I was recently speaking to a customer about data reduction technology and I remembered a conversation I had with my mother when I was a teenager. She used to complain how chaotic my bedroom looked, and one time I told her I was illustrating the second law of thermodynamics for my physics class. I was referring to the mess and the tendency of things to evolve towards the state of maximum entropy, or randomness. I have to admit I only used that line once with my mom because it pissed her off and she likened me to an intelligent donkey.
I never expected those early lessons in theoretical physics to be useful in the real world, but as it turns out entropy can be a significant factor in determining solid state drive (SSD) performance. When an SSD employs data reduction technology, the degree of entropy or randomness in the data stream becomes inversely related to endurance and performance — the lower the data entropy, the higher the endurance and performance of the SSD.
Entropy affects data reduction
In this context I am defining entropy as the degree of randomness in data stored by an SSD. Theoretically, minimal or nonexistent entropy would be characterized by data bits of all ones or all zeros, and maximum entropy by a completely random series of ones and zeros. In practice, the entropy of what we often call real-world data falls somewhere in between these two extremes. Today we have hardware engines and software algorithms that can perform deduplication, string substitution and other advanced procedures that can reduce files to a fraction of their original size with no loss of information. The greater the predictability of data — that is, the lower the entropy — the more it can be reduced. In fact, some data can be reduced by 95% or more!
Files such as documents, presentations and email generally contain repeated data patterns with low randomness, so are readily reducible. In contrast, video files (which are usually compressed) and encrypted files (which are inherently random) are poor candidates for data reduction.
A reminder is in order not to confuse random data with random I/O. Random (and sequential) I/Os describe the way data is accessed from the storage media. The mix of random vs. sequential I/Os also influences performance, but in a different way than entropy, described in my blog Teasing out the lies in SSD benchmarking.
Why data reduction matters in an SSD
The NAND flash memory inside SSDs is very sensitive to the cumulative amount of data written to it.
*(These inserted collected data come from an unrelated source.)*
//! Pricing and session cost tracking.
//!
//! Every completion the runner receives is reported to the [`CostTracker`]
//! through [`HarnessEvent::Completion`]. The tracker prices it with a
//! [`CompletionPricer`] and adds it to the session total. Pricing is
//! best-effort: a completion that cannot be priced is skipped and never
//! interrupts the pipeline.

use std::sync::Mutex;

use thiserror::Error;
use tracing::{debug, info};

use crate::ChatCompletion;
use crate::agent::events::{EventHandler, EventResponse, HarnessEvent};

/// Per-model pricing (USD per 1M tokens).
#[derive(Debug, Clone, PartialEq)]
pub struct ModelPricing {
    pub input_per_million: f64,
    pub output_per_million: f64,
}

impl ModelPricing {
    pub const fn new(input_per_million: f64, output_per_million: f64) -> Self {
        Self {
            input_per_million,
            output_per_million,
        }
    }

    pub fn estimate_cost(&self, prompt_tokens: u32, completion_tokens: u32) -> f64 {
        (f64::from(prompt_tokens) / 1_000_000.0) * self.input_per_million
            + (f64::from(completion_tokens) / 1_000_000.0) * self.output_per_million
    }
}

/// Approximate list pricing for a model, matched on the name after the last
/// `/` (`"openai/gpt-4o-mini"` → `"gpt-4o-mini"`). `None` for unknown models.
pub fn pricing_for_model(model: &str) -> Option<ModelPricing> {
    let name = model.rsplit('/').next().unwrap_or(model).to_lowercase();

    // More specific names first: "gpt-4o-mini" also contains "gpt-4o".
    let pricing = if name.contains("4o-mini") {
        ModelPricing::new(0.15, 0.60)
    } else if name.contains("gpt-4o") {
        ModelPricing::new(2.50, 10.0)
    } else if name.contains("gpt-4") {
        ModelPricing::new(10.0, 30.0)
    } else if name.contains("opus") {
        ModelPricing::new(15.0, 75.0)
    } else if name.contains("sonnet") {
        ModelPricing::new(3.0, 15.0)
    } else if name.contains("haiku") {
        ModelPricing::new(0.25, 1.25)
    } else if name.starts_with("o1") || name.starts_with("o3") {
        ModelPricing::new(15.0, 60.0)
    } else if name.contains("gemini") && name.contains("flash") {
        ModelPricing::new(0.075, 0.30)
    } else if name.contains("gemini") {
        ModelPricing::new(1.25, 5.0)
    } else if name.contains("deepseek") {
        ModelPricing::new(0.27, 1.10)
    } else {
        return None;
    };
    Some(pricing)
}

// ── Pricing seam ───────────────────────────────────────────────────

/// Why a completion could not be priced.
#[derive(Debug, Error, PartialEq)]
pub enum PricingError {
    #[error("completion carries no usage data")]
    NoUsage,
    #[error("no pricing for model '{0}'")]
    UnknownModel(String),
    #[error("invalid cost {0}")]
    InvalidCost(f64),
}

/// Maps a completion to a monetary cost in USD.
pub trait CompletionPricer: Send + Sync {
    fn completion_cost(&self, model: &str, completion: &ChatCompletion)
    -> Result<f64, PricingError>;
}

/// Default pricer: the provider-reported `usage.cost` when present, otherwise
/// token usage priced with [`pricing_for_model`].
#[derive(Debug, Default, Clone, Copy)]
pub struct TablePricer;

impl CompletionPricer for TablePricer {
    fn completion_cost(
        &self,
        model: &str,
        completion: &ChatCompletion,
    ) -> Result<f64, PricingError> {
        let usage = completion.usage.as_ref().ok_or(PricingError::NoUsage)?;
        if let Some(cost) = usage.cost {
            return if cost.is_finite() && cost >= 0.0 {
                Ok(cost)
            } else {
                Err(PricingError::InvalidCost(cost))
            };
        }
        // Prefer the model that actually served the call.
        let served = completion.model.as_deref().unwrap_or(model);
        let pricing = pricing_for_model(served)
            .or_else(|| pricing_for_model(model))
            .ok_or_else(|| PricingError::UnknownModel(served.to_string()))?;
        Ok(pricing.estimate_cost(
            usage.prompt_tokens.unwrap_or(0),
            usage.completion_tokens.unwrap_or(0),
        ))
    }
}

// ── Tracker ────────────────────────────────────────────────────────

/// Snapshot of the running session totals.
#[derive(Debug, Default, Clone, PartialEq)]
pub struct CostTotals {
    pub total_cost_usd: f64,
    pub priced_calls: u32,
    pub unpriced_calls: u32,
    pub prompt_tokens: u64,
    pub completion_tokens: u64,
}

impl CostTotals {
    pub fn summary(&self) -> String {
        format!(
            "tokens: {} prompt + {} completion, calls: {} priced / {} unpriced, cost: ${:.6}",
            self.prompt_tokens,
            self.completion_tokens,
            self.priced_calls,
            self.unpriced_calls,
            self.total_cost_usd,
        )
    }
}

/// Session cost accumulator.
///
/// One tracker per pipeline run; pass it by reference to the
/// [`Pipeline`](crate::pipeline::Pipeline). Totals sit behind a mutex so the
/// tracker stays correct when shared across tasks.
pub struct CostTracker {
    pricer: Box<dyn CompletionPricer>,
    totals: Mutex<CostTotals>,
}

impl Default for CostTracker {
    fn default() -> Self {
        Self::new()
    }
}

impl std::fmt::Debug for CostTracker {
    fn fmt(&self, f: &mut std::fmt::Formatter<'_>) -> std::fmt::Result {
        f.debug_struct("CostTracker")
            .field("totals", &self.totals())
            .finish()
    }
}

impl CostTracker {
    pub fn new() -> Self {
        Self::with_pricer(TablePricer)
    }

    pub fn with_pricer(pricer: impl CompletionPricer + 'static) -> Self {
        Self {
            pricer: Box::new(pricer),
            totals: Mutex::new(CostTotals::default()),
        }
    }

    /// Record one completion. Returns the cost added, or `None` when the
    /// completion could not be priced (the totals are left untouched).
    pub fn observe(&self, model: &str, completion: &ChatCompletion) -> Option<f64> {
        let cost = match self.pricer.completion_cost(model, completion) {
            Ok(c) => c,
            Err(e) => {
                debug!("Cost tracking skipped for {model}: {e}");
                if let Ok(mut t) = self.totals.lock() {
                    t.unpriced_calls += 1;
                }
                return None;
            }
        };

        let Ok(mut totals) = self.totals.lock() else {
            return None;
        };
        totals.total_cost_usd += cost;
        totals.priced_calls += 1;
        if let Some(ref usage) = completion.usage {
            totals.prompt_tokens += u64::from(usage.prompt_tokens.unwrap_or(0));
            totals.completion_tokens += u64::from(usage.completion_tokens.unwrap_or(0));
        }
        if cost > 0.0 {
            info!(
                "[$$] Cost: ${cost:.6} | Session Total: ${:.6}",
                totals.total_cost_usd
            );
        }
        Some(cost)
    }

    /// Session total in USD.
    pub fn total(&self) -> f64 {
        self.totals().total_cost_usd
    }

    pub fn totals(&self) -> CostTotals {
        self.totals
            .lock()
            .map(|t| t.clone())
            .unwrap_or_else(|e| e.into_inner().clone())
    }

    /// Final session total line, shown once at the end of a run.
    ///
    /// Returned rather than logged so callers can show it whatever the log
    /// filter is.
    pub fn final_report(&self) -> String {
        let totals = self.totals();
        format!(
            "[DONE] Final Session Cost: ${:.6} ({})",
            totals.total_cost_usd,
            totals.summary()
        )
    }
}

impl EventHandler for CostTracker {
    fn on_event(&self, event: &HarnessEvent<'_>) -> Option<EventResponse> {
        if let HarnessEvent::Completion {
            model, completion, ..
        } = event
        {
            self.observe(model, completion);
        }
        None
    }
}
The more data written to flash, the shorter the SSDs service life and the sooner its performance will degrade. Writing less data, therefore, means better endurance and performance. You can read more about this topic in my two blogs Can data reduction technology substitute for TRIM and Write Amplification – Part 2.
Real-world examples in client computing
Take an encrypted text document. The file started out as mostly text with some background formatting data. All things considered, the original text file is fairly simple and organized. The encryption, by design, turns the data into almost completely random gibberish with almost no predictability to the file. The original text file, then, has low entropy and the encrypted file high entropy.
Intel Labs examined entropy in the context of compressibility as background research to support its Intel SSD 520 Series. The following chart summarizes Intel’s findings for the kinds of data commonly found on client storage drives, and the amount of compression that might be achieved:
Source: Intel, Data Compression in the Intel Solid-State Drive 520 Series, 2012
According to Intel, 75% of the file types observed can be typically compressed 60% or more. Granted, the kind of files found on drives varies widely according to the type of user. Home systems might contain more compressed audio and video, for example — poor candidates, as we mentioned, for data reduction. But after examining hundreds of systems from a wide range of environments, Seagate estimates that the entropy of typical user data averages between 50-70%, suggesting that many users would see at least a moderate improvement in performance and endurance from data reduction because most data can be reduced before it is written to the SSD.
Real-world examples in the enterprise
Enterprise IT managers might be surprised at the extent to which data reduction technology can increase workload performance. While gauging the level of improvement with any precision would require data-specific benchmarking, sample data can provide useful insights. Seagate examined the entropy of various data types, shown in the chart below. I found the high reducibility of the Oracle database file very surprising because I had previously been told by database engineers that I should expect higher entropy. I later came to understand these enterprise databases are designed for speed, not capacity optimization. Therefore it is faster to store the data in its raw form rather than use a software compression application to compress and decompress the database on the fly and slow it down.
2. Measured by WinZip
Putting it all together
The chief goals of PC and laptop users and IT managers have long been, and remain, to maximize the performance and lifespan of storage devices — SSDs and HDDs — and at a competitive price point. The challenge for SSD users is to find a device that delivers on all three fronts. Seagate’s SandForce DuraWrite technology helps give SSD users exactly what they want. By reducing the amount of data written to flash memory, DuraWrite increases SSD endurance and performance without additional cost — even if it doesn’t help organize your teenagers bedroom.